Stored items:
--- --- ---

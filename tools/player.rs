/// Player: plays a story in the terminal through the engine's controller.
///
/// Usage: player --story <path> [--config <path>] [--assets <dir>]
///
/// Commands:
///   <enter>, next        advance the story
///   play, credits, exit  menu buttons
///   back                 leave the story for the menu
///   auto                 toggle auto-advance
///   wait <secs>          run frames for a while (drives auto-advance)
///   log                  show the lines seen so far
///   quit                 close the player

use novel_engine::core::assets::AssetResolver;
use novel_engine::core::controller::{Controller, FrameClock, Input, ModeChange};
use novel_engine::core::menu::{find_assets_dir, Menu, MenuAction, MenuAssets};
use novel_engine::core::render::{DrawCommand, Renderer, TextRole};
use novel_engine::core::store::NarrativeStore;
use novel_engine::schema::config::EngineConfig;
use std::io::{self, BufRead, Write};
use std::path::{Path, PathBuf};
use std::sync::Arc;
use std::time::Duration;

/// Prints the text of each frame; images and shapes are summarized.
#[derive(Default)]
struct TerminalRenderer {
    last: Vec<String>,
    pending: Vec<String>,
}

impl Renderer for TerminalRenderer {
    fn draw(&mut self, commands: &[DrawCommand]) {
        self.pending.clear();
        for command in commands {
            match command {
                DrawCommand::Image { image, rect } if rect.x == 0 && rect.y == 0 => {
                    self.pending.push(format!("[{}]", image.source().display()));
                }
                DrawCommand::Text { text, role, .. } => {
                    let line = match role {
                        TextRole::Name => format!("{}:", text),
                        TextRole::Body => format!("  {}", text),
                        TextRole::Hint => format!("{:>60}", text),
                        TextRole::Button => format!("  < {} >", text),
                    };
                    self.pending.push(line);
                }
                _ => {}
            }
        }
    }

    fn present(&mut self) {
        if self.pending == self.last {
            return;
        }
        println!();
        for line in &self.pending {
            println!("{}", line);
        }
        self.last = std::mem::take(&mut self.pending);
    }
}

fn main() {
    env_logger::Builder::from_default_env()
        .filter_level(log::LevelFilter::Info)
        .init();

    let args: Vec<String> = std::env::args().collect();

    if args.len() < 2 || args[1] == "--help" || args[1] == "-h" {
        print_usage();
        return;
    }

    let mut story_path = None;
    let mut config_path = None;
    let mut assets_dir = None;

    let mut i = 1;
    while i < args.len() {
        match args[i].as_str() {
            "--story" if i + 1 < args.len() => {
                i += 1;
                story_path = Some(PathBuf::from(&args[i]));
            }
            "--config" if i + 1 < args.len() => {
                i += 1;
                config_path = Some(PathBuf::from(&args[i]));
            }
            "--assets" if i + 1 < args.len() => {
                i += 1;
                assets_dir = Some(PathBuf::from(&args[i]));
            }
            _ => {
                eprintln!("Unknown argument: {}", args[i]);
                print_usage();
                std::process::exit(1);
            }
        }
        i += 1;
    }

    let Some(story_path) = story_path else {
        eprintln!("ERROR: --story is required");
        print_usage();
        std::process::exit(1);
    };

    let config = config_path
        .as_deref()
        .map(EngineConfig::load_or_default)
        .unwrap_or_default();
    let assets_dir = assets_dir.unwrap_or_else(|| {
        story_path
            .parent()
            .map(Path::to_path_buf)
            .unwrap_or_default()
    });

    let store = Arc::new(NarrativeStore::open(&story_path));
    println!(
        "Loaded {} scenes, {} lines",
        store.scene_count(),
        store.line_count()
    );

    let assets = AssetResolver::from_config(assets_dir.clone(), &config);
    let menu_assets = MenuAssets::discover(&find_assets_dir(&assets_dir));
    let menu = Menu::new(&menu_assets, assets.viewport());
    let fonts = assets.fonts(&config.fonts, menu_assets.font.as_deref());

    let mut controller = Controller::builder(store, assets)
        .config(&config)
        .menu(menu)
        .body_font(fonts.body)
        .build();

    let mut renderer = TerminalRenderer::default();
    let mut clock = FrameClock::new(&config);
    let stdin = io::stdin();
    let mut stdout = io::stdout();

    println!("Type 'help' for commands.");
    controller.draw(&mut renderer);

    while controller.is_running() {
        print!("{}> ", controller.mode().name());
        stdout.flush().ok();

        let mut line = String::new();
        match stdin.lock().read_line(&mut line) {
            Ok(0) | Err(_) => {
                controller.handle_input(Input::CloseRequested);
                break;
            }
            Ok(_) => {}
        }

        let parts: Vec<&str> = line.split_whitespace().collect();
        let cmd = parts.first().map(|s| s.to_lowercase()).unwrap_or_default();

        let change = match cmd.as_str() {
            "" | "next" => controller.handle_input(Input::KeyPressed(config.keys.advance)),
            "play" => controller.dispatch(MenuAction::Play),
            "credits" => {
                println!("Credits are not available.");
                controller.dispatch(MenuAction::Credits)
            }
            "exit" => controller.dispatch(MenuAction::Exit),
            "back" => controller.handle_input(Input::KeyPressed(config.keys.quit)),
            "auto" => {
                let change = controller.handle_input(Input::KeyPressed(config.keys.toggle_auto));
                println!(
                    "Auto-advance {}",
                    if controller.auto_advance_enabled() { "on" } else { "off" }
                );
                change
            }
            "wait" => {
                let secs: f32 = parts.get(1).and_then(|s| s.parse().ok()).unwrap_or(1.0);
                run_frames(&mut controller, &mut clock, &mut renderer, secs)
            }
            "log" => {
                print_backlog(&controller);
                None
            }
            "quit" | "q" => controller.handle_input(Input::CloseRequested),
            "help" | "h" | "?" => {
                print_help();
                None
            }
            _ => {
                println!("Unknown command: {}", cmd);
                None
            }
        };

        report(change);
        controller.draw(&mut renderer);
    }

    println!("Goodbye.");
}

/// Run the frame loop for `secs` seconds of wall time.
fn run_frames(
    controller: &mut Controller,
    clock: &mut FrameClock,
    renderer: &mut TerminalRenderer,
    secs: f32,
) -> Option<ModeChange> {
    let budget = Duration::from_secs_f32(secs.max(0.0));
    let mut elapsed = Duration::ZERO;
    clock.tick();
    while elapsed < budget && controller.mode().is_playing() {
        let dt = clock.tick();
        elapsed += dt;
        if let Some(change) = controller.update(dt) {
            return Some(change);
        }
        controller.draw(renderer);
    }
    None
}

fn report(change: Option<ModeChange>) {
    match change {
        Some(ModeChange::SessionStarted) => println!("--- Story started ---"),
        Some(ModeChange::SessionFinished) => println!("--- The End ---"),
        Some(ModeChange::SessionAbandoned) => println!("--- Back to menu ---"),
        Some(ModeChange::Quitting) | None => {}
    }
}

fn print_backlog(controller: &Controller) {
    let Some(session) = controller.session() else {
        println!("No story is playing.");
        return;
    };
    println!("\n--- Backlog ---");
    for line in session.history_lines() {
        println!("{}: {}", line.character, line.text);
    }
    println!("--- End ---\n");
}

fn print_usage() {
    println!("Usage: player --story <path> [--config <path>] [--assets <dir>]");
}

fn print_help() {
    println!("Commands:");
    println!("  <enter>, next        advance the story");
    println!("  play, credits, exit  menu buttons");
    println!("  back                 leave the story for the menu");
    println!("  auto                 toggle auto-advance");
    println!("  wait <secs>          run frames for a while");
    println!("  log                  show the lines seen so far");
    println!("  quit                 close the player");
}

--- --- ---

[Exercise prompt] Could every entry be given again exactly, with no line skipped?

[Written solution]
filename tools/player.rs
/// Player: plays a story in the terminal through the engine's controller.
///
/// Usage: player --story <path> [--config <path>] [--assets <dir>]
///
/// Commands:
///   <enter>, next        advance the story
///   play, credits, exit  menu buttons
///   back                 leave the story for the menu
///   auto                 toggle auto-advance
///   wait <secs>          run frames for a while (drives auto-advance)
///   log                  show the lines seen so far
///   quit                 close the player

use novel_engine::core::assets::AssetResolver;
use novel_engine::core::controller::{Controller, FrameClock, Input, ModeChange};
use novel_engine::core::menu::{find_assets_dir, Menu, MenuAction, MenuAssets};
use novel_engine::core::render::{DrawCommand, Renderer, TextRole};
use novel_engine::core::store::NarrativeStore;
use novel_engine::schema::config::EngineConfig;
use std::io::{self, BufRead, Write};
use std::path::{Path, PathBuf};
use std::sync::Arc;
use std::time::Duration;

/// Prints the text of each frame; images and shapes are summarized.
#[derive(Default)]
struct TerminalRenderer {
    last: Vec<String>,
    pending: Vec<String>,
}

impl Renderer for TerminalRenderer {
    fn draw(&mut self, commands: &[DrawCommand]) {
        self.pending.clear();
        for command in commands {
            match command {
                DrawCommand::Image { image, rect } if rect.x == 0 && rect.y == 0 => {
                    self.pending.push(format!("[{}]", image.source().display()));
                }
                DrawCommand::Text { text, role, .. } => {
                    let line = match role {
                        TextRole::Name => format!("{}:", text),
                        TextRole::Body => format!("  {}", text),
                        TextRole::Hint => format!("{:>60}", text),
                        TextRole::Button => format!("  < {} >", text),
                    };
                    self.pending.push(line);
                }
                _ => {}
            }
        }
    }

    fn present(&mut self) {
        if self.pending == self.last {
            return;
        }
        println!();
        for line in &self.pending {
            println!("{}", line);
        }
        self.last = std::mem::take(&mut self.pending);
    }
}

fn main() {
    env_logger::Builder::from_default_env()
        .filter_level(log::LevelFilter::Info)
        .init();

    let args: Vec<String> = std::env::args().collect();

    if args.len() < 2 || args[1] == "--help" || args[1] == "-h" {
        print_usage();
        return;
    }

    let mut story_path = None;
    let mut config_path = None;
    let mut assets_dir = None;

    let mut i = 1;
    while i < args.len() {
        match args[i].as_str() {
            "--story" if i + 1 < args.len() => {
                i += 1;
                story_path = Some(PathBuf::from(&args[i]));
            }
            "--config" if i + 1 < args.len() => {
                i += 1;
                config_path = Some(PathBuf::from(&args[i]));
            }
            "--assets" if i + 1 < args.len() => {
                i += 1;
                assets_dir = Some(PathBuf::from(&args[i]));
            }
            _ => {
                eprintln!("Unknown argument: {}", args[i]);
                print_usage();
                std::process::exit(1);
            }
        }
        i += 1;
    }

    let Some(story_path) = story_path else {
        eprintln!("ERROR: --story is required");
        print_usage();
        std::process::exit(1);
    };

    let config = config_path
        .as_deref()
        .map(EngineConfig::load_or_default)
        .unwrap_or_default();
    let assets_dir = assets_dir.unwrap_or_else(|| {
        story_path
            .parent()
            .map(Path::to_path_buf)
            .unwrap_or_default()
    });

    let store = Arc::new(NarrativeStore::open(&story_path));
    println!(
        "Loaded {} scenes, {} lines",
        store.scene_count(),
        store.line_count()
    );

    let assets = AssetResolver::from_config(assets_dir.clone(), &config);
    let menu_assets = MenuAssets::discover(&find_assets_dir(&assets_dir));
    let menu = Menu::new(&menu_assets, assets.viewport());
    let fonts = assets.fonts(&config.fonts, menu_assets.font.as_deref());

    let mut controller = Controller::builder(store, assets)
        .config(&config)
        .menu(menu)
        .body_font(fonts.body)
        .build();

    let mut renderer = TerminalRenderer::default();
    let mut clock = FrameClock::new(&config);
    let stdin = io::stdin();
    let mut stdout = io::stdout();

    println!("Type 'help' for commands.");
    controller.draw(&mut renderer);

    while controller.is_running() {
        print!("{}> ", controller.mode().name());
        stdout.flush().ok();

        let mut line = String::new();
        match stdin.lock().read_line(&mut line) {
            Ok(0) | Err(_) => {
                controller.handle_input(Input::CloseRequested);
                break;
            }
            Ok(_) => {}
        }

        let parts: Vec<&str> = line.split_whitespace().collect();
        let cmd = parts.first().map(|s| s.to_lowercase()).unwrap_or_default();

        let change = match cmd.as_str() {
            "" | "next" => controller.handle_input(Input::KeyPressed(config.keys.advance)),
            "play" => controller.dispatch(MenuAction::Play),
            "credits" => {
                println!("Credits are not available.");
                controller.dispatch(MenuAction::Credits)
            }
            "exit" => controller.dispatch(MenuAction::Exit),
            "back" => controller.handle_input(Input::KeyPressed(config.keys.quit)),
            "auto" => {
                let change = controller.handle_input(Input::KeyPressed(config.keys.toggle_auto));
                println!(
                    "Auto-advance {}",
                    if controller.auto_advance_enabled() { "on" } else { "off" }
                );
                change
            }
            "wait" => {
                let secs: f32 = parts.get(1).and_then(|s| s.parse().ok()).unwrap_or(1.0);
                run_frames(&mut controller, &mut clock, &mut renderer, secs)
            }
            "log" => {
                print_backlog(&controller);
                None
            }
            "quit" | "q" => controller.handle_input(Input::CloseRequested),
            "help" | "h" | "?" => {
                print_help();
                None
            }
            _ => {
                println!("Unknown command: {}", cmd);
                None
            }
        };

        report(change);
        controller.draw(&mut renderer);
    }

    println!("Goodbye.");
}

/// Run the frame loop for `secs` seconds of wall time.
fn run_frames(
    controller: &mut Controller,
    clock: &mut FrameClock,
    renderer: &mut TerminalRenderer,
    secs: f32,
) -> Option<ModeChange> {
    let budget = Duration::from_secs_f32(secs.max(0.0));
    let mut elapsed = Duration::ZERO;
    clock.tick();
    while elapsed < budget && controller.mode().is_playing() {
        let dt = clock.tick();
        elapsed += dt;
        if let Some(change) = controller.update(dt) {
            return Some(change);
        }
        controller.draw(renderer);
    }
    None
}

fn report(change: Option<ModeChange>) {
    match change {
        Some(ModeChange::SessionStarted) => println!("--- Story started ---"),
        Some(ModeChange::SessionFinished) => println!("--- The End ---"),
        Some(ModeChange::SessionAbandoned) => println!("--- Back to menu ---"),
        Some(ModeChange::Quitting) | None => {}
    }
}

fn print_backlog(controller: &Controller) {
    let Some(session) = controller.session() else {
        println!("No story is playing.");
        return;
    };
    println!("\n--- Backlog ---");
    for line in session.history_lines() {
        println!("{}: {}", line.character, line.text);
    }
    println!("--- End ---\n");
}

fn print_usage() {
    println!("Usage: player --story <path> [--config <path>] [--assets <dir>]");
}

fn print_help() {
    println!("Commands:");
    println!("  <enter>, next        advance the story");
    println!("  play, credits, exit  menu buttons");
    println!("  back                 leave the story for the menu");
    println!("  auto                 toggle auto-advance");
    println!("  wait <secs>          run frames for a while");
    println!("  log                  show the lines seen so far");
    println!("  quit                 close the player");
}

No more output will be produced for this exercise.